Task.
Print the complete set of entries exactly.

[Exercise input — start]

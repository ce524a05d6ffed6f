//! 公告与反馈页面

use leptos::prelude::*;
use leptos::task::spawn_local;

use crate::api::feedback::{FeedbackRequest, FeedbackType};
use crate::api::use_api;
use crate::web::route::AppRoute;

#[component]
pub fn NoticePage() -> impl IntoView {
    let api = use_api();

    let (content, set_content) = signal(String::new());
    let (feedback_type, set_feedback_type) = signal(FeedbackType::Bug);
    let (contact, set_contact) = signal(String::new());
    let (is_submitting, set_is_submitting) = signal(false);
    // 消息内容, 是否出错
    let (notification, set_notification) = signal(Option::<(String, bool)>::None);

    let on_submit = move |ev: leptos::web_sys::SubmitEvent| {
        ev.prevent_default();
        if content.get().trim().is_empty() {
            set_notification.set(Some(("请填写反馈内容".to_string(), true)));
            return;
        }

        set_is_submitting.set(true);
        let payload = FeedbackRequest {
            content: content.get_untracked().trim().to_string(),
            feedback_type: feedback_type.get_untracked(),
            page: Some(AppRoute::Notice.to_path().to_string()),
            contact: Some(contact.get_untracked())
                .filter(|c| !c.trim().is_empty())
                .map(|c| c.trim().to_string()),
        };

        let api = api.clone();
        spawn_local(async move {
            match api.submit_feedback(&payload).await {
                Ok(response) => {
                    set_notification.set(Some((response.message, !response.success)));
                    set_content.set(String::new());
                }
                Err(e) => {
                    set_notification.set(Some((format!("提交反馈失败: {}", e), true)));
                }
            }
            set_is_submitting.set(false);
        });
    };

    view! {
        <div class="max-w-3xl mx-auto px-4 space-y-6">
            <div class="card bg-base-100 shadow">
                <div class="card-body">
                    <h2 class="card-title">"公告"</h2>
                    <p>"排名数据每日更新，统计口径以当日最后一次快照为准。"</p>
                    <p>"Value factor 与 combined 指标为两个日期之间的对比结果，部分周期可能尚未计算完成。"</p>
                </div>
            </div>

            <div class="card bg-base-100 shadow">
                <form class="card-body" on:submit=on_submit>
                    <h2 class="card-title">"问题反馈"</h2>

                    <Show when=move || notification.get().is_some()>
                        <div
                            role="alert"
                            class=move || {
                                let (_, is_err) = notification.get().unwrap_or_default();
                                if is_err { "alert alert-error text-sm py-2" } else { "alert alert-success text-sm py-2" }
                            }
                        >
                            <span>{move || notification.get().map(|(msg, _)| msg).unwrap_or_default()}</span>
                        </div>
                    </Show>

                    <div class="form-control">
                        <label class="label">
                            <span class="label-text">"反馈类型"</span>
                        </label>
                        <select
                            class="select select-bordered"
                            on:change=move |ev| {
                                let selected = match event_target_value(&ev).as_str() {
                                    "optimize" => FeedbackType::Optimize,
                                    "request" => FeedbackType::Request,
                                    _ => FeedbackType::Bug,
                                };
                                set_feedback_type.set(selected);
                            }
                        >
                            <option value="bug">"问题"</option>
                            <option value="optimize">"优化建议"</option>
                            <option value="request">"功能需求"</option>
                        </select>
                    </div>

                    <div class="form-control">
                        <label class="label">
                            <span class="label-text">"内容"</span>
                        </label>
                        <textarea
                            class="textarea textarea-bordered h-24"
                            placeholder="描述遇到的问题或建议"
                            prop:value=content
                            on:input=move |ev| set_content.set(event_target_value(&ev))
                        ></textarea>
                    </div>

                    <div class="form-control">
                        <label class="label">
                            <span class="label-text">"联系方式（可选）"</span>
                        </label>
                        <input
                            type="text"
                            class="input input-bordered"
                            prop:value=contact
                            on:input=move |ev| set_contact.set(event_target_value(&ev))
                        />
                    </div>

                    <div class="form-control mt-4">
                        <button class="btn btn-primary" disabled=move || is_submitting.get()>
                            {move || if is_submitting.get() { "提交中..." } else { "提交反馈" }}
                        </button>
                    </div>
                </form>
            </div>
        </div>
    }
}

[Exercise input — finish]

Worked solution.
repository ce524a05d6ffed6f
//! 公告与反馈页面

use leptos::prelude::*;
use leptos::task::spawn_local;

use crate::api::feedback::{FeedbackRequest, FeedbackType};
use crate::api::use_api;
use crate::web::route::AppRoute;

#[component]
pub fn NoticePage() -> impl IntoView {
    let api = use_api();

    let (content, set_content) = signal(String::new());
    let (feedback_type, set_feedback_type) = signal(FeedbackType::Bug);
    let (contact, set_contact) = signal(String::new());
    let (is_submitting, set_is_submitting) = signal(false);
    // 消息内容, 是否出错
    let (notification, set_notification) = signal(Option::<(String, bool)>::None);

    let on_submit = move |ev: leptos::web_sys::SubmitEvent| {
        ev.prevent_default();
        if content.get().trim().is_empty() {
            set_notification.set(Some(("请填写反馈内容".to_string(), true)));
            return;
        }

        set_is_submitting.set(true);
        let payload = FeedbackRequest {
            content: content.get_untracked().trim().to_string(),
            feedback_type: feedback_type.get_untracked(),
            page: Some(AppRoute::Notice.to_path().to_string()),
            contact: Some(contact.get_untracked())
                .filter(|c| !c.trim().is_empty())
                .map(|c| c.trim().to_string()),
        };

        let api = api.clone();
        spawn_local(async move {
            match api.submit_feedback(&payload).await {
                Ok(response) => {
                    set_notification.set(Some((response.message, !response.success)));
                    set_content.set(String::new());
                }
                Err(e) => {
                    set_notification.set(Some((format!("提交反馈失败: {}", e), true)));
                }
            }
            set_is_submitting.set(false);
        });
    };

    view! {
        <div class="max-w-3xl mx-auto px-4 space-y-6">
            <div class="card bg-base-100 shadow">
                <div class="card-body">
                    <h2 class="card-title">"公告"</h2>
                    <p>"排名数据每日更新，统计口径以当日最后一次快照为准。"</p>
                    <p>"Value factor 与 combined 指标为两个日期之间的对比结果，部分周期可能尚未计算完成。"</p>
                </div>
            </div>

            <div class="card bg-base-100 shadow">
                <form class="card-body" on:submit=on_submit>
                    <h2 class="card-title">"问题反馈"</h2>

                    <Show when=move || notification.get().is_some()>
                        <div
                            role="alert"
                            class=move || {
                                let (_, is_err) = notification.get().unwrap_or_default();
                                if is_err { "alert alert-error text-sm py-2" } else { "alert alert-success text-sm py-2" }
                            }
                        >
                            <span>{move || notification.get().map(|(msg, _)| msg).unwrap_or_default()}</span>
                        </div>
                    </Show>

                    <div class="form-control">
                        <label class="label">
                            <span class="label-text">"反馈类型"</span>
                        </label>
                        <select
                            class="select select-bordered"
                            on:change=move |ev| {
                                let selected = match event_target_value(&ev).as_str() {
                                    "optimize" => FeedbackType::Optimize,
                                    "request" => FeedbackType::Request,
                                    _ => FeedbackType::Bug,
                                };
                                set_feedback_type.set(selected);
                            }
                        >
                            <option value="bug">"问题"</option>
                            <option value="optimize">"优化建议"</option>
                            <option value="request">"功能需求"</option>
                        </select>
                    </div>

                    <div class="form-control">
                        <label class="label">
                            <span class="label-text">"内容"</span>
                        </label>
                        <textarea
                            class="textarea textarea-bordered h-24"
                            placeholder="描述遇到的问题或建议"
                            prop:value=content
                            on:input=move |ev| set_content.set(event_target_value(&ev))
                        ></textarea>
                    </div>

                    <div class="form-control">
                        <label class="label">
                            <span class="label-text">"联系方式（可选）"</span>
                        </label>
                        <input
                            type="text"
                            class="input input-bordered"
                            prop:value=contact
                            on:input=move |ev| set_contact.set(event_target_value(&ev))
                        />
                    </div>

                    <div class="form-control mt-4">
                        <button class="btn btn-primary" disabled=move || is_submitting.get()>
                            {move || if is_submitting.get() { "提交中..." } else { "提交反馈" }}
                        </button>
                    </div>
                </form>
            </div>
        </div>
    }
}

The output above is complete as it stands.